图1是根据本系统的实施例叶片健康状况监控系统10的分解图示。如图1中所示,系统10包括在转子11中的一个或多个叶片或机翼,这些叶片或机翼被系统10监控以确定叶片中裂缝存在或裂缝存在的可能性。注意,图1显示了转子11的一部分。转子11例如可以是装置的组件,诸如压缩机、轴压缩机、地面型燃气涡轮机等等。例如,转子11包括叶片12。为了便于理解,参照叶片12解释本系统和技术,然而,本系统和技术可应用于转子11中的每个叶片。如在目前考虑的配置中所示的,系统10包括一个或多个传感器14、16,传感器14、16感测在参考点处叶片12的到达,以生成代表叶片12到达参考点的到达时间(TOA)24、26的叶片通过信号BPS 18、20。在后文中词语“在参考点处叶片的TOA”被称作实际TOA。例如,第一感测装置14生成第一BPS 18,第一BPS 18代表叶片12处于参考点的第一实际TOA 24。例如,第二感测装置16生成第二BPS 20,第二BPS 20代表叶片12处于参考点的第二实际TOA 26。参考点例如可以在传感器14、16下面,或者邻近传感器14、16。实际TOA例如可以以时间或度的单位测量。BPS 18、20例如可以在转子的启动状态、转子11的暂态、转子11的稳态、转子11的过速状态期间或其中组合状态期间生成。

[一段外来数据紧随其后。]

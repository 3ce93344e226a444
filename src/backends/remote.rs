//! Remote removal service backend
//!
//! Protocol: `POST <endpoint>` with a multipart field `image`, answered by
//! JSON `{ "data": { "url": "..." } }`, then `GET <url>` for the result.
//! The result is re-encoded with the fetch's `Content-Type`.

use crate::{
    backends::RemovalBackend,
    config::RemovalConfig,
    error::{BgEraserError, Result},
    services::{
        format::{MediaFormatHandler, DEFAULT_RESULT_MIME, OCTET_STREAM},
        MediaCodec,
    },
    types::{EncodedImage, RemovalResult},
};
use async_trait::async_trait;
use futures_util::StreamExt;
use reqwest::{multipart, Client, Url};
use serde_json::Value;
use tracing::{debug, instrument};

/// Backend delegating to an HTTP removal service
#[derive(Debug, Clone)]
pub struct RemoteServiceBackend {
    client: Client,
    endpoint: Url,
    max_result_bytes: u64,
}

impl RemoteServiceBackend {
    /// Create a backend from the removal configuration
    ///
    /// # Errors
    /// - `InvalidConfig` when the endpoint is not a URL or the client cannot be built
    pub fn new(config: &RemovalConfig) -> Result<Self> {
        let endpoint = Url::parse(config.endpoint.trim()).map_err(|e| {
            BgEraserError::invalid_config(format!(
                "Invalid removal endpoint '{}': {}",
                config.endpoint, e
            ))
        })?;

        Ok(Self {
            client: super::http_client(config.timeout())?,
            endpoint,
            max_result_bytes: config.max_result_bytes,
        })
    }

    #[must_use]
    pub fn endpoint(&self) -> &Url {
        &self.endpoint
    }

    /// Submit the image and return the result URL the service answers with
    async fn submit(&self, image: &EncodedImage) -> Result<Url> {
        let decoded = MediaCodec::decode(image)?;
        let extension = MediaFormatHandler::result_extension(&decoded.mime_type);
        let mime = if MediaFormatHandler::is_well_formed_mime(&decoded.mime_type) {
            decoded.mime_type.as_str()
        } else {
            OCTET_STREAM
        };

        let part = multipart::Part::bytes(decoded.bytes)
            .file_name(format!("upload.{}", extension))
            .mime_str(mime)
            .map_err(|e| BgEraserError::malformed_encoding(format!("Invalid MIME type: {}", e)))?;
        let form = multipart::Form::new().part("image", part);

        let response = self
            .client
            .post(self.endpoint.clone())
            .multipart(form)
            .send()
            .await
            .map_err(|e| BgEraserError::network_error("submit image to", self.endpoint.as_str(), e))?;

        let status = response.status();
        let body = response.text().await.map_err(|e| {
            BgEraserError::network_error("read response from", self.endpoint.as_str(), e)
        })?;

        if !status.is_success() {
            return Err(BgEraserError::remote_status(status.as_u16(), &body));
        }

        let url = Self::result_url(&body)?;
        // Relative URLs resolve against the endpoint
        self.endpoint.join(&url).map_err(|e| {
            BgEraserError::malformed_response(format!("Invalid result URL '{}': {}", url, e))
        })
    }

    /// Extract `data.url` from the service's JSON answer
    fn result_url(body: &str) -> Result<String> {
        let value: Value = serde_json::from_str(body).map_err(|e| {
            BgEraserError::malformed_response(format!("Response is not valid JSON: {}", e))
        })?;

        let data = value
            .get("data")
            .and_then(Value::as_object)
            .ok_or_else(|| BgEraserError::malformed_response("Response has no 'data' object"))?;

        match data.get("url") {
            None | Some(Value::Null) => Err(BgEraserError::empty_result(
                "No processed image URL was returned.",
            )),
            Some(Value::String(url)) if url.trim().is_empty() => Err(BgEraserError::empty_result(
                "No processed image URL was returned.",
            )),
            Some(Value::String(url)) => Ok(url.trim().to_string()),
            Some(other) => Err(BgEraserError::malformed_response(format!(
                "'data.url' must be a string, got {}",
                other
            ))),
        }
    }

    /// Download the processed image, bounded by `max_result_bytes`
    async fn fetch(&self, url: &Url) -> Result<EncodedImage> {
        let response = self
            .client
            .get(url.clone())
            .send()
            .await
            .map_err(|e| BgEraserError::network_error("fetch processed image from", url.as_str(), e))?;

        let status = response.status();
        if !status.is_success() {
            let body = response.text().await.unwrap_or_default();
            return Err(BgEraserError::remote_status(status.as_u16(), &body));
        }

        if let Some(length) = response.content_length() {
            if length > self.max_result_bytes {
                return Err(self.result_too_large(length));
            }
        }

        let mime_type = Self::result_mime(response.headers().get(reqwest::header::CONTENT_TYPE));

        let mut bytes = Vec::new();
        let mut stream = response.bytes_stream();
        while let Some(chunk) = stream.next().await {
            let chunk = chunk.map_err(|e| {
                BgEraserError::network_error("read processed image from", url.as_str(), e)
            })?;
            let total = bytes.len() as u64 + chunk.len() as u64;
            if total > self.max_result_bytes {
                return Err(self.result_too_large(total));
            }
            bytes.extend_from_slice(&chunk);
        }

        if bytes.is_empty() {
            return Err(BgEraserError::empty_result(
                "The processed image was empty.",
            ));
        }

        debug!(size = bytes.len(), mime = %mime_type, "Fetched processed image");
        Ok(MediaCodec::encode(&bytes, &mime_type))
    }

    /// MIME type of a fetched result, `image/png` when absent or unusable
    fn result_mime(header: Option<&reqwest::header::HeaderValue>) -> String {
        let Some(raw) = header else {
            return DEFAULT_RESULT_MIME.to_string();
        };

        let mime = raw
            .to_str()
            .ok()
            .map(MediaFormatHandler::normalize_mime)
            .filter(|mime| MediaFormatHandler::is_well_formed_mime(mime));
        match mime {
            Some(mime) => mime,
            None => {
                debug!(
                    content_type = ?raw,
                    fallback = DEFAULT_RESULT_MIME,
                    "Ignoring unusable Content-Type on processed image"
                );
                DEFAULT_RESULT_MIME.to_string()
            },
        }
    }

    fn result_too_large(&self, size: u64) -> BgEraserError {
        BgEraserError::malformed_response(format!(
            "Processed image exceeds {} bytes (got at least {})",
            self.max_result_bytes, size
        ))
    }
}

#[async_trait]
impl RemovalBackend for RemoteServiceBackend {
    #[instrument(skip(self, image), fields(endpoint = %self.endpoint, mime = %image.mime_type))]
    async fn remove_background(&self, image: &EncodedImage) -> RemovalResult {
        let url = self.submit(image).await?;
        debug!(result_url = %url, "Removal service accepted image");
        self.fetch(&url).await
    }

    fn name(&self) -> &'static str {
        "remote-service"
    }
}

在一个实施例中,传感器14、16可以感测叶片12的前沿到达,以生成BPS 18、20。在另一个实施例中,传感器14、16可以感测叶片12的后沿到达,以生成BPS 18、20。在又一实施例中,传感器14可以感测叶片12的前沿到达,以生成BPS 18,传感器16可以感测叶片12的后沿到达,以生成BPS 20,或者反之亦然。传感器14、16例如可以邻近叶片12安装在固定物体的一个位置上,使得叶片12的到达可以被有效地感测。在一个实施例中,传感器14、16中的至少一个安装在叶片的外壳(未显示)上。通过非限制性示例,传感器14、16可以是磁致伸缩传感器、磁传感器、电容传感器、涡流传感器等等。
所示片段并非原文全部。